Background: Ethiopia is among high TB burden countries. The proportion of smear negative patients among pulmonary TB cases was 51%. Nevertheless, microscopy is still a primary tool for TB diagnosis. In the absence of sensitive diagnostic methods, clinicians often make the diagnosis of smear-negative pulmonary TB with information obtained through the clinical history, physical examination and chest X-ray. The treatment of smear negative TB patients with those criteria largely depends on the treating clinician. There is limited data on the utilization of clinical criteria commonly used to initiate TB treatment empirically when culture is used as the reference method. Beside this, there are a number of sensitive diagnostic methods that have a substantial contribution for the diagnosis of smear negative TB patients, but only few studies were conducted in Ethiopia to address this issue.

Objective: To assess the contribution of conventional and molecular methods for smear-negative patients and describe the concordance rate of empiric TB treatment with culture assay.
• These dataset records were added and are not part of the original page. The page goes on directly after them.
fn main() -> anyhow::Result<()> {
    rpgworld_rust::run()
}
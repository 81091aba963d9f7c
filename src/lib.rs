pub mod cli;
pub mod config;
pub mod content;
pub mod error;
pub mod logging;
pub mod model;
pub mod parser;
pub mod player;
pub mod script;
pub mod session;
pub mod world;
pub mod writer;

use std::collections::BTreeSet;

use anyhow::Context;
use clap::Parser;

use cli::Command;
use config::EngineConfig;
use content::DirectorySource;
use model::MapSize;
use world::map::Map;
use world::tile::TilesetCache;

pub fn run() -> anyhow::Result<()> {
    let args = cli::Cli::parse();

    // 1. ── Configure ──────────────────────────────────────────────────
    let mut config = EngineConfig::load_or_default(args.config.as_deref())
        .with_context(|| "Loading engine configuration")?;
    if let Some(root) = args.content {
        config.content_root = root;
    }
    logging::init_tracing(&config.logging);
    let mut content = DirectorySource::new(&config.content_root);
    let mut tilesets = TilesetCache::new();

    // 2. ── Dispatch ───────────────────────────────────────────────────
    match args.command {
        Command::Check { map } => {
            let map = Map::load(&map, &content, &mut tilesets, config.world_options())
                .with_context(|| format!("Loading map {map}"))?;
            let scripts: BTreeSet<&str> = map.npcs().iter().filter_map(|n| n.script()).collect();
            let mut library = script::ScriptLibrary::new();
            for name in &scripts {
                library
                    .load(name, &content)
                    .with_context(|| format!("Compiling script {name}"))?;
            }
            println!(
                "{}: {}x{}, {} npcs, {} scripts ok",
                map.name(),
                map.size().x,
                map.size().y,
                map.npcs().len(),
                scripts.len()
            );
        }
        Command::Batches { map } => {
            let map = Map::load(&map, &content, &mut tilesets, config.world_options())
                .with_context(|| format!("Loading map {map}"))?;
            let batches = map.batches();
            for (priority, quads) in batches.priorities() {
                println!("priority {priority:>3}: {} quads", quads.len());
            }
            for layer in 0..model::LAYER_COUNT {
                println!("layer    {layer:>3}: {} quads", batches.layer(layer).len());
            }
            println!(
                "total: {} quads, {} vertices",
                batches.quad_count(),
                batches.vertex_count()
            );
        }
        Command::New {
            name,
            width,
            height,
            tile,
            tileset,
        } => {
            let set = tilesets
                .get_or_load(&tileset, &content)
                .with_context(|| format!("Loading tileset {tileset}"))?;
            let size = MapSize {
                x: width,
                y: height,
            };
            let map = Map::empty(&name, size, tile, set, config.world_options())
                .with_context(|| format!("Building map {name}"))?;

            // 3. ── Write outputs ──────────────────────────────────────
            writer::map::emit(&map, &mut content).with_context(|| format!("Writing map {name}"))?;
        }
        Command::Script { name } => {
            let program = script::ScriptLibrary::new()
                .load(&name, &content)
                .with_context(|| format!("Compiling script {name}"))?;
            for (pc, op) in program.ops.iter().enumerate() {
                println!("{pc:04} {op}");
            }
        }
    }

    Ok(())
}
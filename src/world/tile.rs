//! Tile types, tilesets and the frame animation rule.

use std::collections::HashMap;
use std::sync::Arc;

use serde::{Deserialize, Serialize};
use tracing::debug;

use crate::content::{ContentKind, ContentSource};
use crate::error::{MapLoadError, TileError};
use crate::model::{Direction, EMPTY_TILE, TileId, TilesetFile};
use crate::parser;

/// Per-edge blocking. `up == true` means nothing crosses the top edge of the
/// tile, neither leaving upward nor entering from above.
#[derive(Debug, Clone, Copy, PartialEq, Eq, Default, Serialize, Deserialize)]
pub struct CollisionFlags {
    #[serde(default)]
    pub up: bool,
    #[serde(default)]
    pub down: bool,
    #[serde(default)]
    pub left: bool,
    #[serde(default)]
    pub right: bool,
}

impl CollisionFlags {
    pub const OPEN: CollisionFlags = CollisionFlags {
        up: false,
        down: false,
        left: false,
        right: false,
    };

    pub const SOLID: CollisionFlags = CollisionFlags {
        up: true,
        down: true,
        left: true,
        right: true,
    };

    pub fn blocks(&self, dir: Direction) -> bool {
        match dir {
            Direction::Up => self.up,
            Direction::Down => self.down,
            Direction::Left => self.left,
            Direction::Right => self.right,
        }
    }
}

/// How a frame counter that ran past the last frame is folded back.
///
/// Both overflow once `frame > start + count`. Grid tiles and decor overlays
/// fold back differently and content is tuned to that.
#[derive(Debug, Clone, Copy, PartialEq, Eq, Default, Serialize, Deserialize)]
#[serde(rename_all = "lowercase")]
pub enum WrapPolicy {
    /// Wraps to `start + frame % count`.
    #[default]
    Decor,
    /// Wraps to `frame % count`, which is not re-based on `start`.
    Floor,
}

#[derive(Debug, Clone, Copy, PartialEq, Eq, Serialize, Deserialize)]
pub struct Animation {
    pub start: u32,
    pub count: u32,
    /// Ticks per frame.
    pub speed: u32,
    #[serde(default)]
    pub repeat: bool,
}

impl Animation {
    /// Frame shown after `counter` ticks. Pure; a non-repeating animation that
    /// ran out snaps back to `start`.
    pub fn frame_at(&self, counter: u32, policy: WrapPolicy) -> u32 {
        let speed = self.speed.max(1);
        let count = self.count.max(1);
        let offset = counter / speed;
        let frame = self.start.saturating_add(offset);
        let end = self.start.saturating_add(count);

        if frame <= end {
            return frame;
        }
        if !self.repeat {
            return self.start;
        }
        match policy {
            WrapPolicy::Decor => self.start + frame % count,
            WrapPolicy::Floor => frame % count,
        }
    }
}

/// Immutable description of one tile type, shared by every cell using it.
#[derive(Debug, Clone, PartialEq)]
pub struct TileDefinition {
    pub id: TileId,
    /// Texture frame when not animated.
    pub frame: u32,
    pub priority: i32,
    pub collision: CollisionFlags,
    pub animation: Option<Animation>,
}

impl TileDefinition {
    /// Whether crossing this tile's edge in `dir` is blocked.
    pub fn collision_check(&self, dir: Direction) -> bool {
        self.collision.blocks(dir)
    }

    pub fn is_animated(&self) -> bool {
        self.animation.is_some()
    }

    pub fn current_frame(&self, counter: u32, policy: WrapPolicy) -> u32 {
        match &self.animation {
            Some(anim) => anim.frame_at(counter, policy),
            None => self.frame,
        }
    }
}

#[derive(Debug, Clone, PartialEq)]
pub struct Tileset {
    name: String,
    columns: u32,
    tiles: Vec<TileDefinition>,
}

impl Tileset {
    pub fn from_file(file: TilesetFile) -> Result<Self, TileError> {
        let mut tiles = Vec::with_capacity(file.tiles.len());
        for (idx, entry) in file.tiles.into_iter().enumerate() {
            let id = idx as TileId + 1;
            if let Some(anim) = &entry.animation {
                if anim.count == 0 || anim.speed == 0 {
                    return Err(TileError::InvalidAnimation {
                        id,
                        tileset: file.name,
                    });
                }
            }
            tiles.push(TileDefinition {
                id,
                frame: entry.frame,
                priority: entry.priority,
                collision: entry.collision,
                animation: entry.animation,
            });
        }

        Ok(Self {
            name: file.name,
            columns: file.columns.max(1),
            tiles,
        })
    }

    pub fn name(&self) -> &str {
        &self.name
    }

    pub fn columns(&self) -> u32 {
        self.columns
    }

    pub fn len(&self) -> usize {
        self.tiles.len()
    }

    pub fn is_empty(&self) -> bool {
        self.tiles.is_empty()
    }

    pub fn get_tile(&self, id: TileId) -> Result<&TileDefinition, TileError> {
        if id == EMPTY_TILE {
            return Err(self.invalid(id));
        }
        self.tiles
            .get(id as usize - 1)
            .ok_or_else(|| self.invalid(id))
    }

    /// `Ok` for the empty id and any defined id.
    pub fn check_cell(&self, id: TileId) -> Result<(), TileError> {
        if id == EMPTY_TILE {
            return Ok(());
        }
        self.get_tile(id).map(|_| ())
    }

    /// Pixel origin of `frame` inside the tileset texture.
    pub fn texture_origin(&self, frame: u32, tile_size: u32) -> (f32, f32) {
        let col = frame % self.columns;
        let row = frame / self.columns;
        ((col * tile_size) as f32, (row * tile_size) as f32)
    }

    fn invalid(&self, id: TileId) -> TileError {
        TileError::InvalidTileId {
            id,
            tileset: self.name.clone(),
            max: self.tiles.len() as u32,
        }
    }
}

/// Tilesets shared by every map that names them.
#[derive(Debug, Default)]
pub struct TilesetCache {
    sets: HashMap<String, Arc<Tileset>>,
}

impl TilesetCache {
    pub fn new() -> Self {
        Self::default()
    }

    pub fn insert(&mut self, tileset: Tileset) -> Arc<Tileset> {
        let tileset = Arc::new(tileset);
        self.sets
            .insert(tileset.name().to_string(), Arc::clone(&tileset));
        tileset
    }

    pub fn get_or_load(
        &mut self,
        name: &str,
        content: &dyn ContentSource,
    ) -> Result<Arc<Tileset>, MapLoadError> {
        if let Some(set) = self.sets.get(name) {
            return Ok(Arc::clone(set));
        }
        let json = content.read(ContentKind::Tileset, name)?;
        let tileset = parser::load_tileset(name, &json)?;
        debug!(tileset = name, tiles = tileset.len(), "tileset loaded");
        Ok(self.insert(tileset))
    }
}
//! Error taxonomy for the engine core.
//!
//! Resource and format errors travel back to whoever asked for the load.
//! Script errors never leave the scheduler; they end one context and get logged.

use std::path::PathBuf;

use thiserror::Error;

use crate::content::ContentKind;
use crate::script::vm::Suspension;

/// Missing or unreadable content.
#[derive(Debug, Error)]
pub enum ResourceLoadError {
    #[error("{kind} `{name}` not found at {}", path.display())]
    Missing {
        kind: ContentKind,
        name: String,
        path: PathBuf,
    },

    #[error("failed to access {kind} `{name}`: {source}")]
    Io {
        kind: ContentKind,
        name: String,
        #[source]
        source: std::io::Error,
    },

    #[error("{kind} `{name}` is not valid JSON: {source}")]
    Malformed {
        kind: ContentKind,
        name: String,
        #[source]
        source: serde_json::Error,
    },

    #[error("map `{map}` does not name a tileset")]
    EmptyTilesetName { map: String },
}

/// Structurally invalid map data. A map that fails with this is never installed.
#[derive(Debug, Error)]
pub enum MapFormatError {
    #[error("map `{map}`: malformed document: {source}")]
    Json {
        map: String,
        #[source]
        source: serde_json::Error,
    },

    #[error("map `{map}`: size must be non-zero, got {x}x{y}")]
    ZeroSize { map: String, x: u32, y: u32 },

    #[error("map `{map}`: expected 3 tile layers, found {found}")]
    LayerCount { map: String, found: usize },

    #[error("map `{map}`: layer {layer} has {found} columns, expected {expected}")]
    LayerWidth {
        map: String,
        layer: usize,
        found: usize,
        expected: u32,
    },

    #[error("map `{map}`: layer {layer} column {x} has {found} rows, expected {expected}")]
    LayerHeight {
        map: String,
        layer: usize,
        x: usize,
        found: usize,
        expected: u32,
    },

    #[error("map `{map}`: {source}")]
    Tile {
        map: String,
        #[source]
        source: TileError,
    },

    #[error("map `{map}`: {what} at ({x}, {y}) lies outside the map")]
    OutOfBounds {
        map: String,
        what: &'static str,
        x: u32,
        y: u32,
    },
}

/// Any part of a failed map load.
#[derive(Debug, Error)]
pub enum MapLoadError {
    #[error(transparent)]
    Resource(#[from] ResourceLoadError),

    #[error(transparent)]
    Format(#[from] MapFormatError),

    /// The tileset document itself is invalid; the error names the tileset.
    #[error(transparent)]
    Tileset(#[from] TileError),
}

#[derive(Debug, Error, Clone, PartialEq, Eq)]
pub enum TileError {
    #[error("tile id {id} is not defined in tileset `{tileset}` (valid ids are 1..={max})")]
    InvalidTileId { id: u32, tileset: String, max: u32 },

    #[error("tile {id} in tileset `{tileset}` has an animation with zero frames or zero speed")]
    InvalidAnimation { id: u32, tileset: String },
}

#[derive(Debug, Error, Clone, PartialEq, Eq)]
pub enum WorldError {
    /// A query or move addressed a cell outside the grid. This is a bug in the caller.
    #[error("collision invariant violated: ({x}, {y}) is outside the {width}x{height} map")]
    CollisionInvariantViolation {
        x: u32,
        y: u32,
        width: u32,
        height: u32,
    },

    #[error("no NPC with handle {0}")]
    UnknownNpc(usize),

    #[error("only NPC actors can be added to a map")]
    NotAnNpc,

    #[error("layer {0} does not exist")]
    UnknownLayer(usize),

    #[error(transparent)]
    Tile(#[from] TileError),
}

/// Why a running script stopped abnormally.
#[derive(Debug, Error, Clone, PartialEq, Eq)]
pub enum RuntimeFault {
    #[error("unknown statistic `{0}`")]
    UnknownStat(String),

    #[error("`choice` read before any question was answered")]
    NoChoice,

    #[error("statistic `{0}` overflowed")]
    StatOverflow(String),

    #[error("movement speed must be at least 1 tick")]
    ZeroSpeed,

    #[error("{0}")]
    Raised(String),
}

#[derive(Debug, Error, Clone, PartialEq, Eq)]
#[error("script `{script}` failed at op {pc}: {fault}")]
pub struct ScriptRuntimeError {
    pub script: String,
    pub pc: usize,
    pub fault: RuntimeFault,
}

#[derive(Debug, Error, Clone, PartialEq, Eq)]
pub enum ScriptError {
    #[error("script `{script}`: {message}")]
    Parse { script: String, message: String },

    #[error(transparent)]
    Runtime(#[from] ScriptRuntimeError),
}

/// Failure to obtain a runnable program for an NPC.
#[derive(Debug, Error)]
pub enum ScriptLoadError {
    #[error(transparent)]
    Resource(#[from] ResourceLoadError),

    #[error(transparent)]
    Script(#[from] ScriptError),
}

#[derive(Debug, Error, Clone, PartialEq, Eq)]
pub enum SchedulerError {
    #[error("continuation token {0} is not bound to a suspended script")]
    UnknownToken(u64),

    #[error("token {token} is awaiting {expected:?}, cannot resume with a {got} result")]
    ResultMismatch {
        token: u64,
        expected: Suspension,
        got: &'static str,
    },

    #[error("token {token}: choice {choice} is out of range for {options} options")]
    ChoiceOutOfRange {
        token: u64,
        choice: usize,
        options: usize,
    },
}

/// Anything the game session can fail with while driving a tick, an
/// interaction or a map change.
#[derive(Debug, Error)]
pub enum SessionError {
    #[error(transparent)]
    World(#[from] WorldError),

    #[error(transparent)]
    MapLoad(#[from] MapLoadError),

    #[error(transparent)]
    Scheduler(#[from] SchedulerError),

    #[error(transparent)]
    Resource(#[from] ResourceLoadError),

    #[error("position ({x}, {y}) lies outside map `{map}`")]
    PlayerOutOfBounds { map: String, x: u32, y: u32 },
}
Methods: A cross-sectional study was designed on smear negative TB presumptive patients referred to St. Peter's TB Specialized Hospital from December 2014 to June 2015. Consecutive smear negative TB presumptive patients, aged greater or equal to 15 and willing to participate were included in the study. Socio-demographic and clinical data were collected using the data collection form designed for the study purpose. The data collection form was designed to capture patient demographic data, signs and symptoms, chest X-ray findings and empirical TB treatment initiations. Spot-Moring-spot sputum was collected using sterile falcon tubes for routine diagnostic purpose. Direct ZN examination was done on Spot-Moring-spot sputum at St. Peter's TB Specialized Hospital. The morning sputum was used for culture (LJ and MGIT), TB-LAMP, Xpert MTB/RIF assay and fluorescent microscopy examination. Data were captured and analyzed using SPSS.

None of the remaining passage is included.